Our youth are not being taught how to think, but to wait until they are told what to think. In a way it’s like that saying: I am rubber and you are glue, whatever you say bounces off of me and sticks to you. Millennials are being taught how to hold on to what they are told/taught and then bounce it back during test taking time.  

This is the formula: Listen. Reserve. Regurgitate. Students are expected to first listen. Then they reserve the information in a part of their brain until it’s time to regurgitate it to pass tests.

Now it’s important to understand that I don’t blame teachers for the baby bird syndrome. The system is to blame. In many instances teachers receive bonuses in pay or awards based upon their student’s test scores. We measure the teacher’s ability to teach by how well their students test. If teachers can make more money by raising their student’s test scores wouldn’t it make sense to teach them to pass the tests? I can remember hearing nearly all of my AP teachers during after school study sessions, say “I think these are the things you will need to know for the exam.” And one time a teacher told another student that she did not need to know a certain fact because it wouldn’t be on the final exam. There has to be a better method for measuring a teacher’s success.

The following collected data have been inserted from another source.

use crate::statement::StatementKind;
use serde::{Deserialize, Serialize};
use std::{cell::RefCell, collections::BTreeMap};

///
/// CompileReport
/// Ephemeral, thread-local counters for compile calls.
///

#[derive(Clone, Debug, Default, Deserialize, Eq, PartialEq, Serialize)]
pub struct CompileReport {
    pub ops: CompileOps,
    pub models: BTreeMap<String, ModelCounters>,
}

///
/// CompileOps
///

#[derive(Clone, Debug, Default, Deserialize, Eq, PartialEq, Serialize)]
pub struct CompileOps {
    // Statement entrypoints
    pub query_calls: u64,
    pub count_calls: u64,
    pub exists_calls: u64,
    pub aggregate_calls: u64,
    pub recursive_calls: u64,
    pub vector_search_calls: u64,
    pub delete_where_calls: u64,

    // Graph shape
    pub join_nodes: u64,
    pub exists_subqueries: u64,

    pub failures: u64,
}

impl CompileOps {
    pub(crate) const fn bump_kind(&mut self, kind: StatementKind) {
        let slot = match kind {
            StatementKind::Query => &mut self.query_calls,
            StatementKind::Count => &mut self.count_calls,
            StatementKind::Exists => &mut self.exists_calls,
            StatementKind::Aggregate => &mut self.aggregate_calls,
            StatementKind::Recursive | StatementKind::RecursiveCount => &mut self.recursive_calls,
            StatementKind::VectorSearch => &mut self.vector_search_calls,
            StatementKind::DeleteWhere => &mut self.delete_where_calls,
        };
        *slot = slot.saturating_add(1);
    }
}

///
/// ModelCounters
///

#[derive(Clone, Debug, Default, Deserialize, Eq, PartialEq, Serialize)]
pub struct ModelCounters {
    pub statements: u64,
    /// Times the model was joined into another model's statement.
    pub joined: u64,
    pub exists_subqueries: u64,
}

thread_local! {
    static COMPILE_STATE: RefCell<CompileReport> = RefCell::new(CompileReport::default());
}

/// Borrow counters immutably.
pub(crate) fn with_state<R>(f: impl FnOnce(&CompileReport) -> R) -> R {
    COMPILE_STATE.with(|m| f(&m.borrow()))
}

/// Borrow counters mutably.
pub(crate) fn with_state_mut<R>(f: impl FnOnce(&mut CompileReport) -> R) -> R {
    COMPILE_STATE.with(|m| f(&mut m.borrow_mut()))
}

pub(crate) fn report() -> CompileReport {
    with_state(Clone::clone)
}

pub(crate) fn reset_all() {
    with_state_mut(|m| *m = CompileReport::default());
}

I think that Albert Einstein does an excellent job at illustrating teacher’s responsibilities to their students. “I never teach my pupils, I only attempt to provide the conditions in which they can learn.”

There is Recovery

Despite graduating high school as a CollegeBoard “AP Scholar,” I left high school thinking that I hated learning. I had no interest in reading books or doing anything of this nature, and college seemed like a necessary evil. But in reality my problem wasn’t that I hated learning. It was that I had mistaken test taking for learning. I was being taught how to pass tests, not how to think.

It has taken a lot of reflecting and pondering for me to come to this understanding. I have had to research theories on education and have spent the last few years trying to break myself of the poor “learning habits,” that I learned as a former public school student. Now that I have learned this, I can’t stop reading and learning. Educating myself has become my new craving.

One resource that I have found especially helpful in my recovery is the Thomas Jefferson Education (TJEd), I see this as a solution. Although I am a college student, I want a self education and to learn through mentors or books. My goal is to obtain an education that will best prepare me to become a thinker and allow me the ability to be prepared for my future career.

“I never let my schooling interfere with my education.”